DeFi Yield Farming Explanation
Yield farming (or liquidity mining) brand new technology made possible by DeFi. It can help in motivating the liquidity needed for projects or launching a fair allocation of a new token and establishing an active and sustainable community. Yield farming rewards reward those who supply liquidity, or in other ways aid in the development of an uncentralized protocol.
More Read; Stake you are Nfts
Main Goals of Yield Farming
Yield Farming is usually carried out with two main goals in the back of your mind:
- Incentivize users to deposit and secure their funds through a DeFi application increasing total value Locked (TVL) as well as bootstrapping the demand part of the system. The more liquidity available reduces the chance of user slippage and promotes expansion on the demand aspect of the ecosystem through offering a superior service to other competitors.
- Fairly give equally the DeFi the governance certificate of an application to protocols users who accept the risk of making deposits elsewhere (e.g. impermanent loss). Fair distribution of tokens permits an uncentralized system of governance starting beginning from the first day since no portion of the supply is reserved for exclusive organizations.

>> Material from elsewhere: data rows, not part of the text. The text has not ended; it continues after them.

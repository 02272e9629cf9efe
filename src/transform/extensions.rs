//! Fluent transformation of pages

use super::transformers::{
    CursorUrlTransformer, ResultTransformer, SimpleUrlTransformer, SizeAwareUrlTransformer,
};
use super::types::{CursorUrlPage, UrlPage};
use crate::error::Result;
use crate::pagination::{CursorPage, Page, PagedResult, SizedPage};
use crate::types::CursorKey;

/// Apply arbitrary transformations to a page
pub trait TransformExt: Sized {
    /// Apply a closure to the whole page
    fn transform<U>(self, f: impl FnOnce(Self) -> U) -> U {
        f(self)
    }

    /// Apply a configured transformer
    fn transform_with<X: ResultTransformer<Self>>(self, transformer: &X) -> X::Output {
        transformer.transform(self)
    }
}

impl<T> TransformExt for Page<T> {}
impl<T> TransformExt for SizedPage<T> {}
impl<T, K> TransformExt for CursorPage<T, K> {}

/// Decorate page-number results with simple links
pub trait PagedUrlExt<T>: PagedResult<T> + Sized {
    /// Add links that do not rely on the total count
    fn with_simple_url(self, base_url: &str) -> Result<UrlPage<T>>;
}

impl<T> PagedUrlExt<T> for Page<T> {
    fn with_simple_url(self, base_url: &str) -> Result<UrlPage<T>> {
        Ok(SimpleUrlTransformer::new(base_url)?.transform(self))
    }
}

impl<T> PagedUrlExt<T> for SizedPage<T> {
    fn with_simple_url(self, base_url: &str) -> Result<UrlPage<T>> {
        Ok(SimpleUrlTransformer::new(base_url)?.transform(self))
    }
}

/// Decorate a result with the richest links its metadata supports
pub trait UrlExt: Sized {
    /// Decorated page
    type Output;

    /// Add navigation links built on `base_url`
    fn with_url(self, base_url: &str) -> Result<Self::Output>;
}

impl<T> UrlExt for SizedPage<T> {
    type Output = UrlPage<T>;

    fn with_url(self, base_url: &str) -> Result<UrlPage<T>> {
        Ok(SizeAwareUrlTransformer::new(base_url)?.transform(self))
    }
}

impl<T, K: CursorKey> UrlExt for CursorPage<T, K> {
    type Output = CursorUrlPage<T, K>;

    fn with_url(self, base_url: &str) -> Result<CursorUrlPage<T, K>> {
        Ok(CursorUrlTransformer::new(base_url)?.transform(self))
    }
}
impl RecordingSource {
    fn new(items: Vec<i64>) -> Self {
        Self {
            inner: MemorySource::new(items),
            log: Arc::new(Mutex::new(Vec::new())),
        }
    }

    fn record(self, entry: String) -> Self {
        self.log.lock().unwrap().push(entry);
        self
    }

    fn entries(log: &Arc<Mutex<Vec<String>>>) -> Vec<String> {
        log.lock().unwrap().clone()
    }
}

impl Queryable<i64> for RecordingSource {
    fn order_by<K: CursorKey>(self, key: &KeySelector<i64, K>, order: SortOrder) -> Self {
        let mut this = self.record(format!("order_by({} {order})", key.field()));
        this.inner = this.inner.order_by(key, order);
        this
    }

    fn filter_key<K: CursorKey>(self, key: &KeySelector<i64, K>, bound: KeyBound<K>) -> Self {
        let entry = format!(
            "filter_key({} {} {})",
            key.field(),
            bound.operator(),
            bound.key_value()
        );
        let mut this = self.record(entry);
        this.inner = this.inner.filter_key(key, bound);
        this
    }

    fn skip(self, count: u64) -> Self {
        let mut this = self.record(format!("skip({count})"));
        this.inner = this.inner.skip(count);
        this
    }

    fn take(self, count: u64) -> Self {
        let mut this = self.record(format!("take({count})"));
        this.inner = this.inner.take(count);
        this
    }

    fn fetch(&self) -> Result<Vec<i64>> {
        self.log.lock().unwrap().push("fetch".to_string());
        self.inner.fetch()
    }

    fn count(&self) -> Result<u64> {
        self.log.lock().unwrap().push("count".to_string());
        self.inner.count()
    }
}

/// Fails on materialization
#[derive(Clone)]
struct FailingSource;

impl Queryable<i64> for FailingSource {
    fn order_by<K: CursorKey>(self, _key: &KeySelector<i64, K>, _order: SortOrder) -> Self {
        self
    }

    fn filter_key<K: CursorKey>(self, _key: &KeySelector<i64, K>, _bound: KeyBound<K>) -> Self {
        self
    }

    fn skip(self, _count: u64) -> Self {
        self
    }

    fn take(self, _count: u64) -> Self {
        self
    }

    fn fetch(&self) -> Result<Vec<i64>> {
        Err(Error::from_source(std::io::Error::other("connection reset")))
    }

    fn count(&self) -> Result<u64> {
        Err(Error::from_source(std::io::Error::other("connection reset")))
    }
}

#[async_trait]
impl AsyncQueryable<i64> for FailingSource {
    async fn fetch_async(&self) -> Result<Vec<i64>> {
        self.fetch()
    }

    async fn count_async(&self) -> Result<u64> {
        self.count()
    }
}

// ============================================================================
// Parameter Tests
// ============================================================================

#[test]
fn test_page_params_defaults() {
    let params = PageParams::default();
    assert_eq!(params.page, 1);
    assert_eq!(params.page_size, DEFAULT_PAGE_SIZE);
    assert_eq!(params.offset(), 0);
}

#[test_case(1, 10, 0 ; "first page")]
#[test_case(3, 10, 20 ; "third page")]
#[test_case(2, 25, 25 ; "second page of 25")]
fn test_page_params_offset(page: u32, page_size: u32, expected: u64) {
    assert_eq!(PageParams::new(page, page_size).offset(), expected);
}

#[test_case(0, 50, 0 ; "no items")]
#[test_case(50, 10, 5 ; "exact")]
#[test_case(51, 10, 6 ; "partial last page")]
#[test_case(5, 10, 1 ; "single partial page")]
fn test_total_pages(total_items: u64, page_size: u32, expected: u64) {
    assert_eq!(total_pages(total_items, page_size), expected);
}

#[test]
fn test_cursor_params_next_for() {
    let params = cursor_params(10, None).with_order(SortOrder::Descending);
    let page = CursorPage::<i64, i64> {
        items: vec![50, 49],
        current_cursor: None,
        next_cursor: Some(49),
        has_more: true,
        page_size: 2,
    };
    let next = params.next_for(&page).unwrap();
    assert_eq!(next.cursor, Some(49));
    assert_eq!(next.order, SortOrder::Descending);

    let last = CursorPage::<i64, i64> {
        has_more: false,
        next_cursor: None,
        ..page
    };
    assert!(params.next_for(&last).is_none());
}

// ============================================================================
// SimplePaginator Tests
// ============================================================================

#[test]
fn test_simple_paginate_second_page() {
    let page = SimplePaginator
        .paginate(numbers(1..=50), &PageParams::new(2, 10))
        .unwrap();
    assert_eq!(page.items, (11..=20).collect::<Vec<_>>());
    assert_eq!(page.page, 2);
    assert_eq!(page.page_size, 10);
    assert_eq!(page.total_items, None);
}

#[test]
fn test_simple_paginate_past_end() {
    let page = SimplePaginator
        .paginate(numbers(1..=50), &PageParams::new(9, 10))
        .unwrap();
    assert!(page.items.is_empty());
}

#[test_case(0, 10, "page" ; "zero page")]
#[test_case(1, 0, "page_size" ; "zero page size")]
fn test_simple_paginate_rejects_non_positive(page: u32, page_size: u32, name: &str) {
    let source = RecordingSource::new((1..=50).collect());
    let log = Arc::clone(&source.log);

    let err = SimplePaginator
        .paginate(source, &PageParams::new(page, page_size))
        .unwrap_err();

    assert!(matches!(err, Error::OutOfRange { name: ref n, .. } if n == name));
    assert!(RecordingSource::entries(&log).is_empty());
}

// ============================================================================
// SizeAwarePaginator Tests
// ============================================================================

#[test]
fn test_size_aware_paginate_reports_totals() {
    let page = SizeAwarePaginator
        .paginate(numbers(1..=50), &PageParams::new(2, 10))
        .unwrap();
    assert_eq!(page.items, (11..=20).collect::<Vec<_>>());
    assert_eq!(page.total_items, 50);
    assert_eq!(page.total_pages, 5);
    assert!(page.has_next());
    assert!(page.has_previous());
}

#[test]
fn test_size_aware_paginate_partial_last_page() {
    let page = SizeAwarePaginator
        .paginate(numbers(1..=45), &PageParams::new(5, 10))
        .unwrap();
    assert_eq!(page.items, (41..=45).collect::<Vec<_>>());
    assert_eq!(page.total_pages, 5);
    assert!(!page.has_next());
}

Farming proven to be a successful method of launching an DeFi ecosystem by fostering an effect of network by bootstrapping liquidity from supply-side for projects, and creating the community of stakeholders, mostly comprised of people who use the protocol. Yield farming incentive programs are available in a variety of forms, depending on the specific goals of each project. However, they usually require leveraging existing infrastructure to create distinct reward systems which are most effective in achieving the intended goal. DApp developers have a substantial amount of creative flexibility over the distinct protocols they’d like to incorporate in their mining of liquidity to create a thriving ecosystem an incredibly aligned community of stakeholders.
Benefits to users
Yield Farming is a reward for users offering liquidity, or providing other value-added services to the open-source application’s network. Yield Farmers are compensated proportionally in the indigenous governance token of the application. This gives the user a better annual percentage yield (APY) on their allocated liquidity. Yield farming rewards are added to any inherent revenue streams that are built into the platform for example, trading fees in an exchange that is decentralized and/or interest earned from lending in the market for money. Certain projects also offer yield farming benefits for other functions, like participants on the platform , or for supporting community marketing, developer or initiatives.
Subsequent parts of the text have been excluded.